Could you copy each line of the listing below that has the word "CreateCheckupAppointmentParams"?

AVAILABLE DATA below:

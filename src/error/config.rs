use thiserror::Error;

#[derive(Error, Debug)]
pub enum ConfigError {
    /// Required environment variable is not set.
    ///
    /// The application requires this environment variable to be defined. Check the
    /// documentation or `.env.example` file for required configuration variables.
    #[error("Missing required environment variable: {0}")]
    MissingEnvVar(String),

    /// `LISTEN_ADDR` could not be parsed as a socket address.
    ///
    /// The value must be of the form `host:port`, for example `0.0.0.0:5000`.
    #[error("Invalid listen address: {0}")]
    InvalidListenAddr(String),
}
//! Clinic resource-booking service.
//!
//! Lab tests, health checkups and surgery requests are public fire-and-forget
//! submissions: no login, presence validation only, and no lifecycle after the
//! insert. Each booking lands in its own table and the client only receives a
//! confirmation message.

use chrono::NaiveDate;
use sea_orm::DatabaseConnection;

use crate::{
    data::clinic::{CheckupRepository, LabRepository, SurgeryRepository},
    dto::{
        api::FieldErrorDto,
        clinic::{CheckupBookingDto, LabBookingDto, SurgeryBookingDto},
    },
    error::{validation::ValidationError, AppError},
    model::clinic::{
        CheckupAppointment, CreateCheckupAppointmentParams, CreateLabAppointmentParams,
        CreateSurgeryParams, LabAppointment, Surgery,
    },
};

pub struct ClinicService<'a> {
    db: &'a DatabaseConnection,
}

impl<'a> ClinicService<'a> {
    pub fn new(db: &'a DatabaseConnection) -> Self {
        Self { db }
    }

    /// Books a lab test.
    ///
    /// # Arguments
    /// - `dto`: Lab booking data as submitted by the client
    ///
    /// # Returns
    /// - `Ok(LabAppointment)`: The stored booking
    /// - `Err(AppError)`: Validation failure or database error
    pub async fn book_lab(&self, dto: LabBookingDto) -> Result<LabAppointment, AppError> {
        let mut errors = Vec::new();

        let name = Self::require(&dto.name, "name", "Name is required", &mut errors);
        let email = Self::require(&dto.email, "email", "Email is required", &mut errors);
        let phone = Self::require(&dto.phone, "phone", "Phone is required", &mut errors);
        let test_type = Self::require(
            &dto.test_type,
            "test_type",
            "Test type is required",
            &mut errors,
        );
        let date = Self::parse_date(&dto.date, &mut errors);

        match date {
            Some(date) if errors.is_empty() => {
                let repo = LabRepository::new(self.db);

                Ok(repo
                    .create(CreateLabAppointmentParams {
                        name,
                        email,
                        phone,
                        test_type,
                        date,
                    })
                    .await?)
            }
            _ => Err(ValidationError::new(errors).into()),
        }
    }

    /// Books a health checkup package.
    ///
    /// # Arguments
    /// - `dto`: Checkup booking data as submitted by the client
    ///
    /// # Returns
    /// - `Ok(CheckupAppointment)`: The stored booking
    /// - `Err(AppError)`: Validation failure or database error
    pub async fn book_checkup(
        &self,
        dto: CheckupBookingDto,
    ) -> Result<CheckupAppointment, AppError> {
        let mut errors = Vec::new();

        let name = Self::require(&dto.name, "name", "Name is required", &mut errors);
        let email = Self::require(&dto.email, "email", "Email is required", &mut errors);
        let phone = Self::require(&dto.phone, "phone", "Phone is required", &mut errors);
        let package = Self::require(&dto.package, "package", "Package is required", &mut errors);
        let date = Self::parse_date(&dto.date, &mut errors);

        match date {
            Some(date) if errors.is_empty() => {
                let repo = CheckupRepository::new(self.db);

                Ok(repo
                    .create(CreateCheckupAppointmentParams {
                        name,
                        email,
                        phone,
                        package,
                        date,
                    })
                    .await?)
            }
            _ => Err(ValidationError::new(errors).into()),
        }
    }

    /// Submits a surgery request.
    ///
    /// The prescription is referenced by file name only; the file itself is
    /// handled out of band.
    ///
    /// # Arguments
    /// - `dto`: Surgery request data as submitted by the client
    ///
    /// # Returns
    /// - `Ok(Surgery)`: The stored request
    /// - `Err(AppError)`: Validation failure or database error
    pub async fn book_surgery(&self, dto: SurgeryBookingDto) -> Result<Surgery, AppError> {
        let mut errors = Vec::new();

        let name = Self::require(&dto.name, "name", "Name is required", &mut errors);
        let email = Self::require(&dto.email, "email", "Email is required", &mut errors);
        let phone = Self::require(&dto.phone, "phone", "Phone is required", &mut errors);
        let doctor = Self::require(&dto.doctor, "doctor", "Doctor is required", &mut errors);
        let surgery_type = Self::require(
            &dto.surgery_type,
            "surgery_type",
            "Surgery type is required",
            &mut errors,
        );
        let date = Self::parse_date(&dto.date, &mut errors);

        let prescription_file_name = dto
            .prescription_file_name
            .map(|file_name| file_name.trim().to_string())
            .filter(|file_name| !file_name.is_empty());

        match date {
            Some(date) if errors.is_empty() => {
                let repo = SurgeryRepository::new(self.db);

                Ok(repo
                    .create(CreateSurgeryParams {
                        name,
                        email,
                        phone,
                        doctor,
                        surgery_type,
                        date,
                        prescription_file_name,
                    })
                    .await?)
            }
            _ => Err(ValidationError::new(errors).into()),
        }
    }

    /// Records a presence error when the value is blank.
    ///
    /// # Returns
    /// The trimmed value, empty when the error was recorded
    fn require(
        value: &str,
        field: &str,
        message: &str,
        errors: &mut Vec<FieldErrorDto>,
    ) -> String {
        let trimmed = value.trim();
        if trimmed.is_empty() {
            errors.push(FieldErrorDto::new(field, message));
        }

        trimmed.to_string()
    }

    /// Parses the booking date, recording field errors.
    fn parse_date(value: &str, errors: &mut Vec<FieldErrorDto>) -> Option<NaiveDate> {
        let trimmed = value.trim();
        if trimmed.is_empty() {
            errors.push(FieldErrorDto::new("date", "Date is required"));
            return None;
        }

        match NaiveDate::parse_from_str(trimmed, "%Y-%m-%d") {
            Ok(date) => Some(date),
            Err(_) => {
                errors.push(FieldErrorDto::new(
                    "date",
                    "Date must be a valid date in YYYY-MM-DD format",
                ));
                None
            }
        }
    }
}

End of AVAILABLE DATA.

(EXERCISE ANSWER):
        CheckupAppointment, CreateCheckupAppointmentParams, CreateLabAppointmentParams,
                    .create(CreateCheckupAppointmentParams {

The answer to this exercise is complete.